With that, a little of the fight went out of him. She sure knew how to hit where it hurt. And the fact that she was happier when he was on the other side of the country always hurt.
“All right,
I’ll do it. I’ll do it, Savannah!” He yanked a sweater and another pair of trousers from her death grip and set about folding them.
She sucked her teeth again and narrowed her eyes at him. “How many times do I have to tell you not to—?”
“Call you Savannah? Yes, yes. I know this already. Next headline.” He tossed his hand through the air as if he were scrolling through their conversation to get to the next topic. She did repeat that demand pretty much every single time they spoke. But Savannah was her first name and he’d be damned if he called her Geo the way everyone else did. Geo was not only a nickname, but it was a nickname based on her last name, Georgia.
He didn’t think it was possible to get more impersonal than that. And maybe he liked the fact that he was the only person on earth who called her Savannah.
Maybe he liked that there was one thing about him that made him special in her eyes. Especially when she went so far out of her way to show him that he was utterly insignificant to her.
Even worse than that, he was simply a client to her. An annoying one at that.
“Davy, I am supposed to get you to the airport in thirty minutes.” She folded her arms across her chest. “I don’t understand how this happens every single time. You have the entire day to get ready to leave, and still, we end up late.”

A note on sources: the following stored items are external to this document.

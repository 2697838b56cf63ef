use gradient_core::{Point, Terrain};
use rand::Rng;

use crate::field::FieldSnapshot;
use crate::flee::FleeCache;
use crate::grid::GridState;
use crate::{DijkstraConfig, Metric, PathError};

// ---------------------------------------------------------------------------
// Movement
// ---------------------------------------------------------------------------

/// Per-query movement limits shared by every path query.
///
/// `impassable` cells cannot be entered (enemies, temporary obstacles).
/// `allies` can be passed through but not stopped on; when a move would end
/// on one, the query is rerun with that cell made impassable.
#[derive(Debug, Clone, Copy, PartialEq)]
pub struct Movement<'a> {
    /// Total entry cost the mover may pay this turn.
    pub budget: f64,
    /// Radius for a bounded scan. Used only when it is at least `budget`.
    pub scan_limit: Option<usize>,
    pub impassable: &'a [Point],
    pub allies: &'a [Point],
}

impl<'a> Movement<'a> {
    pub fn new(budget: f64) -> Self {
        Self {
            budget,
            scan_limit: None,
            impassable: &[],
            allies: &[],
        }
    }

    pub fn with_scan_limit(mut self, limit: usize) -> Self {
        self.scan_limit = Some(limit);
        self
    }

    pub fn with_impassable(mut self, impassable: &'a [Point]) -> Self {
        self.impassable = impassable;
        self
    }

    pub fn with_allies(mut self, allies: &'a [Point]) -> Self {
        self.allies = allies;
        self
    }

    /// The bounded-scan radius to use, if any.
    pub(crate) fn partial_limit(&self) -> Option<usize> {
        self.scan_limit.filter(|&l| l > 0 && l as f64 >= self.budget)
    }

    /// Impassable indices for this query. A mover with a single step can
    /// never pass through an ally, so allies are folded in.
    pub(crate) fn blocked(&self, grid: &GridState) -> Vec<usize> {
        if self.budget <= 1.0 {
            let mut all = self.impassable.to_vec();
            all.extend_from_slice(self.allies);
            grid.indices(&all)
        } else {
            grid.indices(self.impassable)
        }
    }
}

// ---------------------------------------------------------------------------
// DijkstraMap
// ---------------------------------------------------------------------------

/// A weighted multi-goal distance field over a wall/floor grid, with path
/// queries that read it.
///
/// The map owns every per-grid buffer (field, costs, frontier, last path),
/// so repeated queries allocate little after the first. All queries take
/// `&mut self`; use one map per agent, or lock externally.
///
/// Queries that return a path borrow it from the map; it is overwritten by
/// the next query. [`is_truncated`](Self::is_truncated) reports whether the
/// last query stopped short of its destination.
pub struct DijkstraMap<R> {
    pub(crate) rng: R,
    pub(crate) config: DijkstraConfig,
    pub(crate) grid: Option<GridState>,
    pub(crate) path: Vec<Point>,
    pub(crate) truncated: bool,
    pub(crate) flee_cache: Option<FleeCache>,
    pub(crate) flee_cache_hits: u64,
}

fn positive(cost: f64) -> bool {
    cost > 0.0
}

impl<R: Rng> DijkstraMap<R> {
    /// Create an uninitialized map with the default configuration.
    pub fn new(rng: R) -> Self {
        Self::with_config(rng, DijkstraConfig::default())
    }

    /// Create an uninitialized map.
    pub fn with_config(rng: R, config: DijkstraConfig) -> Self {
        Self {
            rng,
            config,
            grid: None,
            path: Vec::new(),
            truncated: false,
            flee_cache: None,
            flee_cache_hits: 0,
        }
    }

    /// Create a map initialized from ASCII terrain (`#` is a wall).
    pub fn from_ascii(rng: R, config: DijkstraConfig, text: &str) -> Result<Self, PathError> {
        let terrain = Terrain::from_ascii(text)?;
        let mut map = Self::with_config(rng, config);
        map.initialize(&terrain);
        Ok(map)
    }

    /// Load terrain, resetting costs, goals, the field and the flee cache.
    pub fn initialize(&mut self, terrain: &Terrain) {
        self.grid = Some(GridState::new(terrain));
        self.path.clear();
        self.truncated = false;
        self.flee_cache = None;
    }

    pub fn is_initialized(&self) -> bool {
        self.grid.is_some()
    }

    #[inline]
    pub(crate) fn state(&self) -> Result<&GridState, PathError> {
        self.grid.as_ref().ok_or(PathError::Uninitialized)
    }

    #[inline]
    pub(crate) fn state_mut(&mut self) -> Result<&mut GridState, PathError> {
        self.grid.as_mut().ok_or(PathError::Uninitialized)
    }

    // -----------------------------------------------------------------------
    // Configuration
    // -----------------------------------------------------------------------

    pub fn config(&self) -> &DijkstraConfig {
        &self.config
    }

    pub fn metric(&self) -> Metric {
        self.config.metric
    }

    pub fn set_metric(&mut self, metric: Metric) {
        if self.config.metric != metric {
            self.config.metric = metric;
            self.flee_cache = None;
        }
    }

    /// Set the diagonal blocking requirement, clamped to `0..=2`.
    pub fn set_blocking_requirement(&mut self, requirement: u8) {
        let requirement = requirement.min(2);
        if self.config.blocking_requirement != requirement {
            self.config.blocking_requirement = requirement;
            self.flee_cache = None;
        }
    }

    // -----------------------------------------------------------------------
    // Costs
    // -----------------------------------------------------------------------

    /// Set the entry cost multiplier of one cell.
    ///
    /// Wall cells always keep cost 1.0 and out-of-range points are ignored.
    /// Costs that are not strictly positive are rejected.
    pub fn set_cost(&mut self, p: Point, cost: f64) -> Result<(), PathError> {
        let grid = self.state_mut()?;
        let Some(i) = grid.idx(p) else {
            return Ok(());
        };
        if !positive(cost) {
            return Err(PathError::InvalidCost { x: p.x, y: p.y, cost });
        }
        grid.costs[i] = if grid.is_wall(i) { 1.0 } else { cost };
        grid.standard_costs = grid.costs.iter().all(|&c| c == 1.0);
        self.flee_cache = None;
        Ok(())
    }

    /// Replace every cost at once from a row-major buffer.
    pub fn initialize_costs(&mut self, costs: &[f64]) -> Result<(), PathError> {
        let grid = self.state_mut()?;
        if costs.len() != grid.len() {
            return Err(PathError::DimensionMismatch {
                expected: grid.len(),
                found: costs.len(),
            });
        }
        if let Some(i) = costs.iter().position(|&c| !positive(c)) {
            let p = grid.point(i);
            return Err(PathError::InvalidCost {
                x: p.x,
                y: p.y,
                cost: costs[i],
            });
        }
        for (i, &c) in costs.iter().enumerate() {
            grid.costs[i] = if grid.is_wall(i) { 1.0 } else { c };
        }
        grid.standard_costs = grid.costs.iter().all(|&c| c == 1.0);
        self.flee_cache = None;
        Ok(())
    }

    /// Set every cost back to 1.0.
    pub fn reset_costs(&mut self) -> Result<(), PathError> {
        let grid = self.state_mut()?;
        grid.costs.fill(1.0);
        grid.standard_costs = true;
        self.flee_cache = None;
        Ok(())
    }

    /// Entry cost of `p`, or `None` outside the grid.
    pub fn cost(&self, p: Point) -> Option<f64> {
        let grid = self.grid.as_ref()?;
        grid.idx(p).map(|i| grid.costs[i])
    }

    // -----------------------------------------------------------------------
    // Goals and cell state
    // -----------------------------------------------------------------------

    /// Mark an open cell as a goal for the next scan. Walls and
    /// out-of-range points are ignored.
    pub fn set_goal(&mut self, p: Point) -> Result<(), PathError> {
        self.state_mut()?.set_goal(p);
        Ok(())
    }

    pub fn set_goals(&mut self, pts: &[Point]) -> Result<(), PathError> {
        self.state_mut()?.set_goals(pts);
        Ok(())
    }

    /// Forget every goal, returning goal cells to their terrain value.
    pub fn clear_goals(&mut self) -> Result<(), PathError> {
        self.state_mut()?.clear_goals();
        Ok(())
    }

    /// Current goals in the order they were set.
    pub fn goals(&self) -> Result<Vec<Point>, PathError> {
        let grid = self.state()?;
        Ok(grid.goals.iter().map(|&g| grid.point(g)).collect())
    }

    /// Mark a cell as blocked in the working field until the next reset.
    pub fn set_occupied(&mut self, p: Point) -> Result<(), PathError> {
        let grid = self.state_mut()?;
        if let Some(i) = grid.idx(p) {
            grid.field[i] = crate::WALL;
        }
        Ok(())
    }

    /// Return one cell of the working field to its terrain value.
    pub fn reset_cell(&mut self, p: Point) -> Result<(), PathError> {
        let grid = self.state_mut()?;
        if let Some(i) = grid.idx(p) {
            grid.field[i] = grid.physical[i];
        }
        Ok(())
    }

    /// Return the whole working field to the terrain map. Goals are kept.
    pub fn reset_map(&mut self) -> Result<(), PathError> {
        self.state_mut()?.reset_map();
        Ok(())
    }

    /// Forget every aim point recorded by technique queries.
    pub fn reset_target_map(&mut self) -> Result<(), PathError> {
        self.state_mut()?.target_map.fill(None);
        Ok(())
    }

    /// Reset the field, goals, aim points, frontier and last path.
    pub fn reset(&mut self) -> Result<(), PathError> {
        let grid = self.state_mut()?;
        grid.reset_map();
        grid.target_map.fill(None);
        grid.goals.clear();
        grid.frontier.clear();
        grid.next.clear();
        self.path.clear();
        self.truncated = false;
        Ok(())
    }

    // -----------------------------------------------------------------------
    // Accessors
    // -----------------------------------------------------------------------

    /// Grid size as (width, height), or `None` before initialization.
    pub fn size(&self) -> Option<Point> {
        self.grid.as_ref().map(|g| Point::new(g.width, g.height))
    }

    /// Linear index `y * width + x` of `p`.
    pub fn encode(&self, p: Point) -> Option<usize> {
        self.grid.as_ref()?.idx(p)
    }

    /// Point at a linear index.
    pub fn decode(&self, index: usize) -> Option<Point> {
        let grid = self.grid.as_ref()?;
        (index < grid.len()).then(|| grid.point(index))
    }

    /// A copy of the current working field.
    pub fn field(&self) -> Result<FieldSnapshot, PathError> {
        Ok(self.state()?.snapshot())
    }

    /// The path found by the last query, start excluded.
    pub fn path(&self) -> &[Point] {
        &self.path
    }

    /// Whether the last path query stopped before reaching its destination.
    pub fn is_truncated(&self) -> bool {
        self.truncated
    }

    /// Cells assigned a distance by the last scan or search.
    pub fn mapped_count(&self) -> usize {
        self.grid.as_ref().map_or(0, |g| g.mapped_count)
    }

    /// Flee queries answered from the cache since creation.
    pub fn flee_cache_hits(&self) -> u64 {
        self.flee_cache_hits
    }

    /// Aim point recorded at `p` by the last technique query.
    pub fn target_at(&self, p: Point) -> Option<Point> {
        let grid = self.grid.as_ref()?;
        grid.idx(p).and_then(|i| grid.target_map[i])
    }

    /// Give up on a query: empty path, truncated.
    pub(crate) fn cut_short(&mut self) -> &[Point] {
        self.path.clear();
        self.truncated = true;
        &self.path
    }
}
use gradient_core::{Direction, Point};
use rand::Rng;
use rand::seq::SliceRandom;

use crate::field::GOAL;
use crate::grid::{GridState, insert_sorted};
use crate::scan::Scan;
use crate::{DijkstraMap, Metric, Movement, PathError};

/// How a descent reacts when it reaches a goal or stops improving.
#[derive(Debug, Clone, Copy, PartialEq, Eq)]
pub(crate) enum Mode {
    /// Stop on a goal; stalling is a truncation.
    Approach,
    /// No goal; stalling after the first step is success.
    Flee,
    /// Stalling is success, or a retry when stuck on an ally.
    Technique,
}

/// Parameters of one greedy walk down the field.
#[derive(Debug, Clone, Copy)]
pub(crate) struct Descent<'a> {
    pub(crate) metric: Metric,
    pub(crate) blocking: u8,
    pub(crate) budget: f64,
    pub(crate) cap: usize,
    pub(crate) mode: Mode,
    /// Sorted indices that may not be entered.
    pub(crate) blocked: &'a [usize],
    /// Sorted indices that may be crossed but not stopped on.
    pub(crate) allies: &'a [usize],
}

#[derive(Debug, Clone, Copy, PartialEq, Eq)]
pub(crate) enum Outcome {
    Done { truncated: bool },
    /// The walk ended on this ally cell; rerun with it blocked.
    Retry(usize),
}

/// Walk from `start` to strictly lower neighbours until the budget is spent,
/// a goal is reached or nothing improves. Steps are written to `path`.
///
/// `frustration` counts steps across retries of the same query; passing the
/// cap clears the path and truncates.
pub(crate) fn descend<R: Rng + ?Sized>(
    grid: &GridState,
    rng: &mut R,
    path: &mut Vec<Point>,
    start: Point,
    d: &Descent<'_>,
    frustration: &mut usize,
) -> Outcome {
    path.clear();
    let Some(mut ci) = grid.idx(start) else {
        return Outcome::Done { truncated: true };
    };
    let mut cur = start;
    let mut paid = 0.0;
    let dirs = d.metric.directions();
    let is_blocked = |i: usize| d.blocked.binary_search(&i).is_ok();

    loop {
        if *frustration > d.cap {
            log::warn!(
                "path from {} abandoned after {} steps",
                start,
                *frustration
            );
            path.clear();
            return Outcome::Done { truncated: true };
        }
        let here = grid.field[ci];
        if d.mode == Mode::Approach && here == GOAL {
            return Outcome::Done { truncated: false };
        }

        let mut order = [Direction::Up; 8];
        let order = &mut order[..dirs.len()];
        order.copy_from_slice(dirs);
        order.shuffle(rng);

        let mut best = here;
        let mut choice = None;
        for &dir in order.iter() {
            let np = cur.step(dir);
            let Some(ni) = grid.idx(np) else {
                continue;
            };
            let v = grid.field[ni];
            if v >= best || is_blocked(ni) || path.contains(&np) {
                continue;
            }
            if dir.is_diagonal()
                && grid.corner_blocked(cur, np, d.blocking, |i| {
                    grid.is_wall(i) || is_blocked(i)
                })
            {
                continue;
            }
            best = v;
            choice = Some((np, ni));
        }

        let Some((np, ni)) = choice else {
            return match d.mode {
                Mode::Approach => Outcome::Done { truncated: true },
                Mode::Flee => Outcome::Done {
                    truncated: path.is_empty(),
                },
                Mode::Technique => {
                    if d.allies.binary_search(&ci).is_ok() {
                        Outcome::Retry(ci)
                    } else {
                        Outcome::Done { truncated: false }
                    }
                }
            };
        };
        if grid.is_wall(ni) {
            return Outcome::Done { truncated: true };
        }

        cur = np;
        ci = ni;
        path.push(cur);
        paid += grid.costs[ci];
        *frustration += 1;
        if paid > d.budget - 1.0 {
            if d.allies.binary_search(&ci).is_ok() {
                return Outcome::Retry(ci);
            }
            return Outcome::Done { truncated: false };
        }
    }
}

impl<R: Rng> DijkstraMap<R> {
    /// Find a path of at most `mv.budget` entry cost from `start` toward the
    /// nearest of `targets`.
    ///
    /// The returned path excludes `start`. It is empty and truncated when no
    /// target is reachable.
    pub fn find_path(
        &mut self,
        mv: &Movement<'_>,
        start: Point,
        targets: &[Point],
    ) -> Result<&[Point], PathError> {
        self.approach(mv, 1, start, targets)
    }

    /// Approach `targets` with an N×N mover whose minimum corner is at
    /// `start`.
    pub(crate) fn approach(
        &mut self,
        mv: &Movement<'_>,
        size: i32,
        start: Point,
        targets: &[Point],
    ) -> Result<&[Point], PathError> {
        self.state()?;
        if mv.budget <= 0.0 {
            return Ok(self.cut_short());
        }
        let config = self.config;
        let DijkstraMap { grid, rng, path, .. } = self;
        let grid = grid.as_mut().ok_or(PathError::Uninitialized)?;

        let mut blocked = mv.blocked(grid);
        let allies = grid.indices(mv.allies);
        let start_idx = grid.idx(start);
        let mut frustration = 0;
        let truncated = loop {
            grid.goals.clear();
            grid.reset_map();
            grid.set_goals(targets);
            if grid.goals.is_empty() {
                path.clear();
                break true;
            }
            let scan = Scan::new(&config, &blocked)
                .toward(start_idx)
                .limit(mv.partial_limit())
                .size(size);
            grid.relax(&scan);

            let descent = Descent {
                metric: config.metric,
                blocking: config.blocking(),
                budget: mv.budget,
                cap: config.iteration_cap,
                mode: Mode::Approach,
                blocked: &blocked,
                allies: &allies,
            };
            match descend(grid, rng, path, start, &descent, &mut frustration) {
                Outcome::Done { truncated } => break truncated,
                Outcome::Retry(cell) => insert_sorted(&mut blocked, cell),
            }
        };
        grid.goals.clear();
        self.truncated = truncated;
        Ok(&self.path)
    }

    /// Walk the current field from `target` down to a goal set and scanned
    /// by the caller, ignoring budget.
    ///
    /// The path runs from the cell after the goal to `target`; the goal
    /// itself is excluded. It is empty when `target` is a goal.
    pub fn find_path_prescanned(&mut self, target: Point) -> Result<&[Point], PathError> {
        let config = self.config;
        let DijkstraMap { grid, rng, path, .. } = self;
        let grid = grid.as_mut().ok_or(PathError::Uninitialized)?;

        let descent = Descent {
            metric: config.metric,
            blocking: config.blocking(),
            budget: f64::INFINITY,
            cap: config.prescanned_cap,
            mode: Mode::Approach,
            blocked: &[],
            allies: &[],
        };
        let mut frustration = 0;
        let truncated = match descend(grid, rng, path, target, &descent, &mut frustration) {
            Outcome::Done { truncated } => truncated,
            Outcome::Retry(_) => true,
        };
        if truncated {
            path.clear();
        } else if let Some(ti) = grid.idx(target).filter(|&i| grid.field[i] != GOAL) {
            path.pop();
            path.reverse();
            path.push(grid.point(ti));
        }
        self.truncated = truncated;
        Ok(&self.path)
    }
}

He kept his eyes on his clothes as he quickly re-packed his belongings. The fact that she hadn’t figured out the riddle yet proved just how little attention she paid to him. He thought that to even the casual observer it would be quite obvious that he made them late to the airport every time because he did not want to leave. Like a child who didn’t want to leave home for summer camp, leaving New York for LA was painful and dread-worthy, no matter how many times he had to do it. So, he dragged his feet and made messes and excuses and sure enough, they were inevitably late to board his private jet.
As he zipped up his bag and chanced a glance up at Geo’s gorgeous, sculpted face, he wondered what her reaction would be if he told her the other half of the truth. That he dragged his feet to leave every time because he hated leaving her. That he savored even her irritation and sharp words. That the second she booted him out of the car, every time, he missed her deeply.